When someone you care about passes away, the universe as you know it is completely turned upside down. According to psychologist Sherry Cormier, one way in which individuals deal is by attempting to establish some kind of certainty.
According to David Kessler, the founder of sorrow.com, a website aimed at helping individuals cope with unknown terrain linked to loss, this desire for structure is undoubtedly one of the factors for the popularity that embraced the “five phases of grieving” more than 50 years ago but hasn’t yet waned. Dr. Kessler collaborated with the late Dr. Elisabeth Kübler-Ross on the book “On Grief and Grieving.”
The Five Phases Of Sorrow & Steps To Get Through It
A psychiatrist, Swiss-American, and pioneer of research on dying individuals, Kübler-Ross authored “On Death and Dying,” his 1969 work in which she suggested the patient-focused, death-adjustment pattern known as the “Five Stages of Grief.”
Experts in grief and psychology and academia have criticized the concept for not being fully supported by research, for proposing that the bereaved go through mourning sequentially, and for indicating that there is a single correct method of grieving.
1. Denial of the facts
According to Kessler, there is grace in denial because we are unable to register the entire extent of our grief, shock, and disbelief about our loss in a single instant or day, causing the suffering to be spread across time.
While denial in the literal and dysfunctional meaning would be attempting to persuade yourself that your loved one is still alive, an inability to grasp the loss for some time is good and not something from which you should immediately snap out of, according to Dr. Friedman.
2. Arousal of rage
In addition to sadness, anger is a normal response to loss, whether it is directed at the cause of death, the dead, the deity of your religious faith, oneself, or the unpredictability of the world, according to Kessler.
3. The art of bargaining
According to Kessler, bargaining after a loss is usually characterized by “if only” comments centered on regrets about what you did or did not do before the individual died.
4. Suicidal ideation
When a significant loss starts to have a more profound impact on your life, you are said to be depressed or to be experiencing intense sorrow. Perhaps your sorrow seems as if it will stay forever, or you have withdrawn from life or are questioning if it is worthwhile to continue living alone.

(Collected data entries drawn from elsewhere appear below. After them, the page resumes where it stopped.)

//! Byte signature parsing.
//!
//! A signature locates a known instruction sequence despite bytes the
//! compiler does not keep stable across builds (addresses, immediates),
//! which are marked as wildcards. Two textual encodings are accepted and
//! normalize to the same internal form, so downstream consumers only ever
//! see the (value, wildcard) sequence.

use std::fmt;

use crate::error::{Error, Result};

/// One position of a signature: a required byte value or a wildcard.
#[derive(Debug, Clone, Copy, PartialEq, Eq)]
pub struct PatternByte {
    pub value: u8,
    pub wildcard: bool,
}

/// An immutable parsed byte signature.
#[derive(Debug, Clone, PartialEq, Eq)]
pub struct BytePattern {
    bytes: Vec<PatternByte>,
}

impl BytePattern {
    /// Parse the escaped-byte encoding: a code buffer plus an out-of-band
    /// mask of equal length, where `x` marks a byte that must match and
    /// any other character marks a wildcard.
    pub fn from_code_and_mask(code: &[u8], mask: &str) -> Result<Self> {
        if code.len() != mask.len() {
            return Err(Error::InvalidPattern(format!(
                "code is {} bytes but mask has {} entries",
                code.len(),
                mask.len()
            )));
        }

        let bytes = code
            .iter()
            .zip(mask.chars())
            .map(|(&value, m)| PatternByte {
                value,
                wildcard: m != 'x',
            })
            .collect();

        Self::from_parsed(bytes)
    }

    /// Parse the human-readable hex encoding: whitespace-separated tokens,
    /// each either two hex digits or a `??` wildcard.
    pub fn from_hex(pattern: &str) -> Result<Self> {
        let mut bytes = Vec::new();
        for token in pattern.split_whitespace() {
            if token == "??" || token == "?" {
                bytes.push(PatternByte {
                    value: 0,
                    wildcard: true,
                });
                continue;
            }

            if token.len() != 2 {
                return Err(Error::InvalidPattern(format!("invalid token '{token}'")));
            }

            let value = u8::from_str_radix(token, 16)
                .map_err(|e| Error::InvalidPattern(format!("invalid token '{token}': {e}")))?;
            bytes.push(PatternByte {
                value,
                wildcard: false,
            });
        }

        Self::from_parsed(bytes)
    }

    fn from_parsed(bytes: Vec<PatternByte>) -> Result<Self> {
        if bytes.is_empty() {
            return Err(Error::InvalidPattern("pattern is empty".to_string()));
        }
        // An all-wildcard pattern matches any region of its own length,
        // which is never what a signature author meant.
        if bytes.iter().all(|b| b.wildcard) {
            return Err(Error::InvalidPattern(
                "pattern contains only wildcards".to_string(),
            ));
        }
        Ok(Self { bytes })
    }

    pub fn len(&self) -> usize {
        self.bytes.len()
    }

    pub fn is_empty(&self) -> bool {
        self.bytes.is_empty()
    }

    pub fn bytes(&self) -> &[PatternByte] {
        &self.bytes
    }

    /// Whether the pattern matches `data` starting at its first byte.
    /// `data` must be at least as long as the pattern.
    pub(crate) fn matches(&self, data: &[u8]) -> bool {
        debug_assert!(data.len() >= self.bytes.len());
        self.bytes
            .iter()
            .zip(data)
            .all(|(p, &b)| p.wildcard || p.value == b)
    }
}

impl fmt::Display for BytePattern {
    fn fmt(&self, f: &mut fmt::Formatter<'_>) -> fmt::Result {
        let rendered: Vec<String> = self
            .bytes
            .iter()
            .map(|b| {
                if b.wildcard {
                    "??".to_string()
                } else {
                    format!("{:02X}", b.value)
                }
            })
            .collect();
        write!(f, "{}", rendered.join(" "))
    }
}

5. Acceptance is the fifth step.
Acceptance does not imply that you are content with your loved one’s passing. “It just means that I have come to terms with the new realities of my existence. I’m a widow, and I’m on my own.

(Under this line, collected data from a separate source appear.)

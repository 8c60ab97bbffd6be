//! Remote library injection.
//!
//! A sequential state machine run from the launcher process: start the
//! host, give it a fixed grace period to settle, then write the payload
//! path into its address space and have the host's own loader pull the
//! library in via a remote thread. Every handle and remote allocation is
//! released on every exit path.

use std::path::PathBuf;
use std::time::Duration;

use crate::error::Result;

/// Parameters for one injection attempt.
#[derive(Debug, Clone)]
pub struct InjectorConfig {
    /// Host executable to launch.
    pub host_exe: PathBuf,
    /// Payload library the host will be made to load.
    pub payload: PathBuf,
    /// Grace period before probing the host. Best effort only: there is
    /// no reliable cross-process "ready" signal to wait on.
    pub ready_wait: Duration,
}

/// How an injection attempt ended, short of an error.
#[derive(Debug, Clone, Copy, PartialEq, Eq)]
pub enum InjectOutcome {
    /// The remote loader thread reported a nonzero module base.
    Loaded,
    /// The host exited during the readiness wait. Not an error: the host
    /// was closed before injection could start, e.g. the user cancelled a
    /// startup dialog.
    TargetExited,
}

/// Launch the host and inject the payload library into it.
#[cfg(target_os = "windows")]
pub fn inject(config: &InjectorConfig) -> Result<InjectOutcome> {
    imp::run(config)
}

#[cfg(not(target_os = "windows"))]
pub fn inject(_config: &InjectorConfig) -> Result<InjectOutcome> {
    Err(crate::error::Error::LaunchFailed(
        "injection is only supported on Windows".to_string(),
    ))
}

#[cfg(target_os = "windows")]
mod imp {
    use std::ffi::c_void;
    use std::mem::size_of;
    use std::os::windows::ffi::OsStrExt;
    use std::path::Path;
    use std::thread;

    use tracing::{debug, info};
    use windows::Win32::Foundation::{CloseHandle, HANDLE, STILL_ACTIVE, WAIT_OBJECT_0};
    use windows::Win32::System::Diagnostics::Debug::WriteProcessMemory;
    use windows::Win32::System::LibraryLoader::{GetModuleHandleW, GetProcAddress};
    use windows::Win32::System::Memory::{
        MEM_COMMIT, MEM_RELEASE, MEM_RESERVE, PAGE_READWRITE, VirtualAllocEx, VirtualFreeEx,
    };
    use windows::Win32::System::Threading::{
        CreateProcessW, CreateRemoteThread, DETACHED_PROCESS, GetExitCodeThread, INFINITE,
        LPTHREAD_START_ROUTINE, PROCESS_INFORMATION, STARTUPINFOW, WaitForSingleObject,
    };
    use windows::core::{HSTRING, PCSTR, PWSTR};

    use super::{InjectOutcome, InjectorConfig};
    use crate::error::{Error, Result};

    /// Closes the wrapped handle when dropped.
    struct OwnedHandle(HANDLE);

    impl Drop for OwnedHandle {
        fn drop(&mut self) {
            if !self.0.is_invalid() {
                // SAFETY: the handle is owned by this wrapper and closed
                // exactly once.
                unsafe {
                    let _ = CloseHandle(self.0);
                }
            }
        }
    }

    /// Frees the remote allocation when dropped.
    struct RemoteAlloc {
        process: HANDLE,
        address: *mut c_void,
    }

    impl RemoteAlloc {
        fn new(process: HANDLE, size: usize) -> Result<Self> {
            // SAFETY: plain read/write allocation in the target, freed in
            // Drop.
            let address = unsafe {
                VirtualAllocEx(process, None, size, MEM_COMMIT | MEM_RESERVE, PAGE_READWRITE)
            };
            if address.is_null() {
                return Err(Error::RemoteAllocFailed(
                    windows::core::Error::from_win32().to_string(),
                ));
            }
            Ok(Self { process, address })
        }
    }

    impl Drop for RemoteAlloc {
        fn drop(&mut self) {
            // SAFETY: address came from VirtualAllocEx on the same
            // process.
            unsafe {
                let _ = VirtualFreeEx(self.process, self.address, 0, MEM_RELEASE);
            }
        }
    }

    pub(super) fn run(config: &InjectorConfig) -> Result<InjectOutcome> {
        info!("Launching {}", config.host_exe.display());
        let proc_info = launch(&config.host_exe)?;
        let process = OwnedHandle(proc_info.hProcess);
        let main_thread = OwnedHandle(proc_info.hThread);

        // Best-effort readiness wait; there is no cross-process signal
        // for "the host finished initializing".
        debug!("Waiting {:?} for the host to settle", config.ready_wait);
        thread::sleep(config.ready_wait);

        if !thread_still_active(main_thread.0)? {
            info!("Host exited during the readiness wait; abandoning injection");
            return Ok(InjectOutcome::TargetExited);
        }

        let payload: Vec<u16> = config
            .payload
            .as_os_str()
            .encode_wide()
            .chain(Some(0))
            .collect();
        let payload_bytes = payload.len() * size_of::<u16>();

        let remote = RemoteAlloc::new(process.0, payload_bytes)?;

        let mut written = 0usize;
        // SAFETY: remote.address spans payload_bytes bytes in the target
        // and the local buffer outlives the call.
        unsafe {
            WriteProcessMemory(
                process.0,
                remote.address,
                payload.as_ptr().cast(),
                payload_bytes,
                Some(&mut written),
            )
        }
        .map_err(|_| Error::RemoteWriteFailed {
            expected: payload_bytes,
            written,
        })?;
        if written != payload_bytes {
            return Err(Error::RemoteWriteFailed {
                expected: payload_bytes,
                written,
            });
        }

        let loader = load_library_entry()?;

        debug!("Spawning remote loader thread");
        // SAFETY: the entry point runs inside the target and reads the
        // string written above.
        let thread = unsafe {
            CreateRemoteThread(
                process.0,
                None,
                0,
                loader,
                Some(remote.address as *const c_void),
                0,
                None,
            )
        }
        .map_err(|e| Error::RemoteThreadFailed(e.to_string()))?;
        let thread = OwnedHandle(thread);

        // The remote thread returning is the only completion signal there
        // is; if it never returns the host is wedged and an operator has
        // to intervene, so the wait is unbounded.
        // SAFETY: valid thread handle.
        let wait = unsafe { WaitForSingleObject(thread.0, INFINITE) };
        if wait != WAIT_OBJECT_0 {
            return Err(Error::RemoteThreadFailed(format!(
                "wait ended with {:?}",
                wait
            )));
        }

        let mut exit_code = 0u32;
        // SAFETY: the thread has terminated; its exit code is the
        // LoadLibraryW return value.
        unsafe { GetExitCodeThread(thread.0, &mut exit_code) }
            .map_err(|e| Error::RemoteThreadFailed(e.to_string()))?;

        // The exit code is the loaded module's base address; zero means
        // the target's loader rejected the payload.
        if exit_code == 0 {
            return Err(Error::RemoteLoadFailed);
        }

        info!("Payload loaded into the host");
        Ok(InjectOutcome::Loaded)
    }

    fn launch(host_exe: &Path) -> Result<PROCESS_INFORMATION> {
        // The host resolves its own resources relative to CWD, so the
        // working directory must be its own directory.
        let run_dir = host_exe.parent().ok_or_else(|| {
            Error::LaunchFailed("host executable path has no parent directory".to_string())
        })?;

        let exe = HSTRING::from(host_exe.as_os_str());
        let dir = HSTRING::from(run_dir.as_os_str());

        // CreateProcessW may write into the command line buffer.
        let mut cmdline: Vec<u16> = host_exe.as_os_str().encode_wide().chain(Some(0)).collect();

        let startup = STARTUPINFOW {
            cb: size_of::<STARTUPINFOW>() as u32,
            ..Default::default()
        };
        let mut info = PROCESS_INFORMATION::default();

        // SAFETY: every pointer stays valid across the call.
        unsafe {
            CreateProcessW(
                &exe,
                Some(PWSTR(cmdline.as_mut_ptr())),
                None,
                None,
                false,
                DETACHED_PROCESS,
                None,
                &dir,
                &startup,
                &mut info,
            )
        }
        .map_err(|e| Error::LaunchFailed(e.to_string()))?;

        Ok(info)
    }

    fn thread_still_active(thread: HANDLE) -> Result<bool> {
        let mut exit_code = 0u32;
        // SAFETY: valid thread handle from CreateProcessW.
        unsafe { GetExitCodeThread(thread, &mut exit_code) }
            .map_err(|e| Error::LaunchFailed(e.to_string()))?;
        Ok(exit_code == STILL_ACTIVE.0 as u32)
    }

    fn load_library_entry() -> Result<LPTHREAD_START_ROUTINE> {
        // kernel32 is mapped at the same base in every process, so the
        // local address of LoadLibraryW is valid inside the target.
        let kernel32 = unsafe { GetModuleHandleW(&HSTRING::from("kernel32.dll")) }
            .map_err(|e| Error::RemoteThreadFailed(e.to_string()))?;
        let address = unsafe { GetProcAddress(kernel32, PCSTR(b"LoadLibraryW\0".as_ptr())) }
            .ok_or_else(|| {
                Error::RemoteThreadFailed("LoadLibraryW not found in kernel32".to_string())
            })?;
        // SAFETY: LoadLibraryW takes one pointer argument and returns a
        // module handle, which matches the thread-start ABI.
        let entry = unsafe {
            std::mem::transmute::<
                unsafe extern "system" fn() -> isize,
                unsafe extern "system" fn(*mut c_void) -> u32,
            >(address)
        };
        Ok(Some(entry))
    }
}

Finding meaning is the sixth step, which has been added recently.
Almost five years after the death of Kessler’s son at the age of 21, the father sought something more than just acceptance. In his efforts to discover the meaning of life, he focused on the writings of neurologist, psychiatrist, and philosopher Viktor Frankl, who had spoken of the need of finding purpose in life — which had inspired his own book, “Finding Meaning: The Sixth Stage of Grief.”

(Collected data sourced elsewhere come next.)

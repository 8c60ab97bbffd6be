//! # graft-core
//!
//! Core library for the graft retrofit toolkit.
//!
//! This crate provides:
//! - Byte signature parsing and linear signature scanning
//! - Module resolution in the current process
//! - Inline hook registration, activation, and trampoline capture
//! - Startup/shutdown procedure registries
//! - Remote library injection for the launcher process
//!
//! The hook and startup registries are populated explicitly from a single
//! composition root before activation begins, then stay read-only for the
//! rest of the process's life.

pub mod error;
pub mod hook;
pub mod inject;
pub mod module;
pub mod pattern;
pub mod scan;
pub mod sigset;
pub mod startup;
pub mod walker;

pub use error::{Error, Result};
pub use hook::{
    ActivationEngine, ArmedHook, HookBackend, HookDescriptor, HookRegistry, TargetSpec,
};
#[cfg(target_os = "windows")]
pub use hook::DetourBackend;
pub use inject::{InjectOutcome, InjectorConfig, inject};
pub use module::{LoaderResolver, ModuleInfo, ModuleResolver};
pub use pattern::{BytePattern, PatternByte};
pub use scan::{find, find_in_module};
pub use sigset::{SignatureEntry, SignatureSet, load_signatures, save_signatures};
pub use startup::{ShutdownRegistry, StartupProcedure, StartupRegistry};
pub use walker::StructWalker;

With over 15 years as a practicing journalist, Nikki Attkisson found herself at Powdersville Post now after working at several other publications. She is an award-winning journalist with an entrepreneurial spirit and worked as a journalist covering technology, innovation, environmental issues, politics, health etc. Nikki Attkisson has also worked on product development, content strategy, and editorial management for numerous media companies. She began her career at local news stations and worked as a reporter in national newspapers.